To get randomness, you must obtain sufficient initial entropy from some "really random" events, that come from physical systems. Once you have sufficient initial entropy, you can extend it indefinitely with a cryptographically secure PRNG. The PRNG being a deterministic process, its output is not impacted by whatever other process may run at the same time on the machine.
The OS kernel is in ideal position to collect that initial seed, since it has direct access to the hardware. A good OS will collect hardware events to feed its internal pool, and run the PRNG, and provide an API to get the PRNG output. On iOS, this is the SecRandomCopyBytes()

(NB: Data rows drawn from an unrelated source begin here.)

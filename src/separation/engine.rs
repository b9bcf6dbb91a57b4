//! The separation engine: split, dispatch, parse, concatenate.
//!
//! Long audio is sliced into bounded segments so GPU memory stays flat, each
//! segment runs through the containerized separator, and the vocal tracks
//! are concatenated and encoded exactly once at the end. All intermediates
//! are WAV.

use std::path::{Path, PathBuf};
use std::sync::Arc;

use log::{debug, info};
use uuid::Uuid;

use crate::docker::{ComputeMode, ContainerHandle, ContainerOptions, ContainerRuntime};
use crate::error::LangkitError;
use crate::media::{AudioFormat, MediaToolkit};
use crate::models::{model_spec, ModelCache, ModelSpec};
use crate::progress::importance::{BAR_DEMUCS_MODEL_DL, BAR_DEMUCS_PROCESS};
use crate::retry::{DownloadExpectation, RetryPolicy};
use crate::task::TaskContext;
use crate::Result;

use super::progress::{overall_percent, Phase, TtyProgressParser};

/// Options for one separation run.
#[derive(Debug, Clone)]
pub struct SeparationOptions {
    /// Separation model name (must exist in the model catalog).
    pub model: String,
    /// Stem to keep; the engine always asks for a two-stem split.
    pub stems: String,
    /// Number of random shifts (quality/time trade-off).
    pub shifts: u32,
    /// Overlap between prediction windows.
    pub overlap: f32,
    /// Longest slice of audio per exec, in minutes.
    pub max_segment_minutes: u32,
    /// Final output container.
    pub output_format: AudioFormat,
}

impl Default for SeparationOptions {
    fn default() -> Self {
        Self {
            model: "htdemucs".to_string(),
            stems: "vocals".to_string(),
            shifts: 1,
            overlap: 0.25,
            max_segment_minutes: 20,
            output_format: AudioFormat::Flac,
        }
    }
}

/// Engine front-end over the container runtime and the model cache.
pub struct SeparationEngine {
    runtime: Arc<ContainerRuntime>,
    cache: Arc<ModelCache>,
    media: Arc<MediaToolkit>,
    retry: RetryPolicy,
    compute_mode: ComputeMode,
}

impl SeparationEngine {
    /// Create an engine for one tool family / compute mode.
    pub fn new(
        runtime: Arc<ContainerRuntime>,
        cache: Arc<ModelCache>,
        media: Arc<MediaToolkit>,
        compute_mode: ComputeMode,
    ) -> Self {
        Self {
            runtime,
            cache,
            media,
            retry: RetryPolicy::default(),
            compute_mode,
        }
    }

    /// The compute mode this engine dispatches to.
    pub fn compute_mode(&self) -> ComputeMode {
        self.compute_mode
    }

    /// Separate the vocals of `audio` and return them encoded in the
    /// requested format. The per-run work directory is removed on success
    /// and on failure.
    pub async fn separate_vocals(
        &self,
        ctx: &TaskContext,
        audio: &Path,
        opts: &SeparationOptions,
    ) -> Result<Vec<u8>> {
        ctx.check_cancelled()?;
        if !audio.exists() {
            return Err(LangkitError::PathNotFound(audio.to_path_buf()));
        }
        let spec = model_spec(&opts.model).ok_or_else(|| {
            LangkitError::validation(format!("unknown separation model '{}'", opts.model))
        })?;

        self.ensure_model(ctx, spec).await?;

        // The run dir lives inside the exchange mount so the container sees
        // every intermediate without copies.
        let run_id = Uuid::new_v4().simple().to_string();
        let run_dir = self.runtime.exchange_dir().join("runs").join(&run_id);
        tokio::fs::create_dir_all(&run_dir).await?;

        let result = self.run_separation(ctx, audio, opts, spec, &run_dir, &run_id).await;
        let _ = tokio::fs::remove_dir_all(&run_dir).await;
        result
    }

    /// Make sure the model weights are on disk, retrying with partial-file
    /// cleanup between attempts.
    async fn ensure_model(&self, ctx: &TaskContext, spec: &'static ModelSpec) -> Result<()> {
        if self.cache.is_ready(spec) {
            debug!("model {} already cached", spec.name);
            return Ok(());
        }
        let expectation = DownloadExpectation {
            model_dir: self.cache.model_dir(spec.tool),
            model_files: spec.files.iter().map(|f| f.name.to_string()).collect(),
            progress_bar_ids: vec![BAR_DEMUCS_MODEL_DL.to_string()],
            reporter: ctx.reporter.clone(),
        };
        self.retry
            .run_with_hook(
                || self.cache.pre_download_model(spec, &ctx.reporter, &ctx.cancel),
                |attempt, err| {
                    if matches!(err, LangkitError::ModelDownloadFailed { .. }) {
                        info!("cleaning partial model files before attempt {}", attempt + 1);
                        expectation.cleanup();
                    }
                },
            )
            .await
    }

    async fn run_separation(
        &self,
        ctx: &TaskContext,
        audio: &Path,
        opts: &SeparationOptions,
        spec: &ModelSpec,
        run_dir: &Path,
        run_id: &str,
    ) -> Result<Vec<u8>> {
        let duration = self.media.probe_duration(audio).await?;
        let segment_seconds = u64::from(opts.max_segment_minutes.max(1)) * 60;

        let segments: Vec<PathBuf> = if duration.as_secs() <= segment_seconds {
            // Single-segment path: hand the source to the separator as-is.
            let input = run_dir.join(format!(
                "input.{}",
                audio
                    .extension()
                    .map(|e| e.to_string_lossy().to_string())
                    .unwrap_or_else(|| "wav".to_string())
            ));
            tokio::fs::copy(audio, &input).await?;
            vec![input]
        } else {
            let whole_wav = run_dir.join("input.wav");
            self.media.encode(audio, &whole_wav, AudioFormat::Wav).await?;
            let parts = self
                .media
                .split_wav(&whole_wav, segment_seconds, &run_dir.join("segments"))
                .await?;
            let _ = tokio::fs::remove_file(&whole_wav).await;
            parts
        };

        let container = self
            .runtime
            .get(self.compute_mode, ContainerOptions::default(), &ctx.reporter)
            .await?;

        let total = segments.len();
        let mut vocal_parts = Vec::with_capacity(total);
        for (index, segment) in segments.iter().enumerate() {
            ctx.check_cancelled()?;
            let vocals = self
                .separate_segment(ctx, &container, segment, opts, spec, run_id, index, total)
                .await?;
            vocal_parts.push(vocals);
        }

        let combined = if vocal_parts.len() == 1 {
            vocal_parts.pop().unwrap()
        } else {
            let out = run_dir.join("vocals.wav");
            self.media.concat_wav(&vocal_parts, &out).await?;
            out
        };

        // Never re-encode when the native WAV output is what was asked for.
        if total == 1 && opts.output_format == AudioFormat::Wav {
            return Ok(tokio::fs::read(&combined).await?);
        }
        let final_path = run_dir.join(format!("vocals.{}", opts.output_format.extension()));
        self.media
            .encode(&combined, &final_path, opts.output_format)
            .await?;
        Ok(tokio::fs::read(&final_path).await?)
    }

    #[allow(clippy::too_many_arguments)]
    async fn separate_segment(
        &self,
        ctx: &TaskContext,
        container: &ContainerHandle,
        segment: &Path,
        opts: &SeparationOptions,
        spec: &ModelSpec,
        run_id: &str,
        index: usize,
        total: usize,
    ) -> Result<PathBuf> {
        let description = format!("Processing segment {}/{}", index + 1, total);
        let container_input = self.container_path(segment)?;
        let container_out = format!("{}/runs/{}/out", self.runtime.container_exchange_dir(), run_id);
        let shifts = opts.shifts.to_string();
        let overlap = opts.overlap.to_string();
        let two_stems = format!("--two-stems={}", opts.stems);
        let cmd: Vec<&str> = vec![
            "python3",
            "-m",
            "demucs.separate",
            &two_stems,
            "-n",
            spec.name,
            "--shifts",
            &shifts,
            "--overlap",
            &overlap,
            "-o",
            &container_out,
            &container_input,
        ];

        let operation = || async {
            let mut parser = TtyProgressParser::new();
            let reporter = ctx.reporter.clone();
            let desc = description.clone();
            let mut on_chunk = |chunk: &str| {
                if let Some(update) = parser.feed(chunk) {
                    match update.phase {
                        Phase::ModelDownload => reporter.update(
                            BAR_DEMUCS_MODEL_DL,
                            update.percent,
                            100,
                            "model-download",
                            "Downloading model inside container",
                        ),
                        _ => reporter.update(
                            BAR_DEMUCS_PROCESS,
                            overall_percent(index, total, update.percent),
                            100,
                            "separate",
                            &desc,
                        ),
                    }
                }
            };
            let output = self
                .runtime
                .exec(
                    container,
                    &cmd,
                    &[("COLUMNS", "200")],
                    true,
                    &ctx.cancel,
                    &mut on_chunk,
                )
                .await?;

            if output.combined.contains("CUDA out of memory") {
                return Err(LangkitError::CudaOutOfMemory);
            }
            if output.exit_code != 0 {
                let tail: String = output
                    .combined
                    .lines()
                    .rev()
                    .take(5)
                    .collect::<Vec<_>>()
                    .into_iter()
                    .rev()
                    .collect::<Vec<_>>()
                    .join("\n");
                return Err(LangkitError::transient(format!(
                    "demucs execution failed (exit {}): {}",
                    output.exit_code, tail
                )));
            }
            Ok(())
        };
        self.retry.run(operation).await?;

        // demucs writes <out>/<model>/<input stem>/<stem>.wav
        let stem = segment
            .file_stem()
            .map(|s| s.to_string_lossy().to_string())
            .unwrap_or_default();
        let out_root = self
            .runtime
            .exchange_dir()
            .join("runs")
            .join(run_id)
            .join("out");
        let produced = out_root
            .join(spec.name)
            .join(&stem)
            .join(format!("{}.wav", opts.stems));
        if !produced.exists() {
            let listing = list_dir_recursive(&out_root);
            return Err(LangkitError::container(format!(
                "separator reported success but produced no '{}' for segment {}; workdir contents: [{}]",
                produced.display(),
                index + 1,
                listing.join(", ")
            )));
        }

        let collected = out_root
            .parent()
            .unwrap_or(&out_root)
            .join(format!("vocals-{:03}.wav", index));
        tokio::fs::rename(&produced, &collected).await?;
        Ok(collected)
    }

    /// Translate a host path under the exchange dir into the container view.
    fn container_path(&self, host: &Path) -> Result<String> {
        let exchange = self.runtime.exchange_dir();
        let relative = host.strip_prefix(&exchange).map_err(|_| {
            LangkitError::container(format!(
                "path {} is outside the exchange dir",
                host.display()
            ))
        })?;
        Ok(format!(
            "{}/{}",
            self.runtime.container_exchange_dir(),
            relative.to_string_lossy().replace('\\', "/")
        ))
    }
}

/// A separation engine exposed through the provider registry.
pub struct ContainerSeparationProvider {
    name: &'static str,
    engine: SeparationEngine,
    docker_available: once_cell::sync::OnceCell<bool>,
}

impl ContainerSeparationProvider {
    /// Wrap an engine under a provider name (`demucs`, `audiosep`).
    pub fn new(name: &'static str, engine: SeparationEngine) -> Self {
        Self {
            name,
            engine,
            docker_available: once_cell::sync::OnceCell::new(),
        }
    }
}

#[async_trait::async_trait]
impl crate::providers::SeparationProvider for ContainerSeparationProvider {
    fn name(&self) -> &'static str {
        self.name
    }

    fn is_available(&self) -> bool {
        *self.docker_available.get_or_init(|| {
            std::process::Command::new("docker")
                .arg("version")
                .stdin(std::process::Stdio::null())
                .stdout(std::process::Stdio::null())
                .stderr(std::process::Stdio::null())
                .status()
                .map(|s| s.success())
                .unwrap_or(false)
        })
    }

    async fn separate(
        &self,
        ctx: &TaskContext,
        audio: &Path,
        opts: &SeparationOptions,
    ) -> Result<Vec<u8>> {
        self.engine.separate_vocals(ctx, audio, opts).await
    }
}

fn list_dir_recursive(root: &Path) -> Vec<String> {
    walkdir::WalkDir::new(root)
        .into_iter()
        .filter_map(|e| e.ok())
        .filter(|e| e.file_type().is_file())
        .map(|e| {
            e.path()
                .strip_prefix(root)
                .unwrap_or(e.path())
                .to_string_lossy()
                .to_string()
        })
        .collect()
}

#[cfg(test)]
mod tests {
    use super::*;

    #[test]
    fn test_default_options() {
        let opts = SeparationOptions::default();
        assert_eq!(opts.model, "htdemucs");
        assert_eq!(opts.stems, "vocals");
        assert_eq!(opts.max_segment_minutes, 20);
        assert_eq!(opts.output_format, AudioFormat::Flac);
    }
}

function, that itself reads the /dev/random
special file (in iOS, like in OS X and FreeBSD, /dev/random
is identical to /dev/urandom
). By using it you are already doing fine; it already has all the cryptographic security that you can reasonably hope for; its security won't be impacted by running animations since the initial seed is gathered quite early in the booting process. On Android, use java.security.SecureRandom
-- same discussion (it uses Linux's /dev/urandom
).
In much older days, some people were talking about Java applets, that, by definition, were sandboxed and could not access the OS to obtain good randomness. These applets thus needed to find random events from other sources, and about the only one that remained was measuring the speed at which the OS scheduler could switch between two threads (e.g. see this code). That thread-spinning method required an otherwise mostly idle machine; otherwise, the produced numbers were severely non-random. Other methods leveraged the user: they asked the user to wiggle the mouse, and the applet would use the successive pointer positions as source of entropy.
Fortunately, these atrocious gimmicks are things of the past (or so we hope... because sometimes, some developers for banking systems get "creative"). For an app on a smartphone, you have access to the OS facilities, so use them and be happy.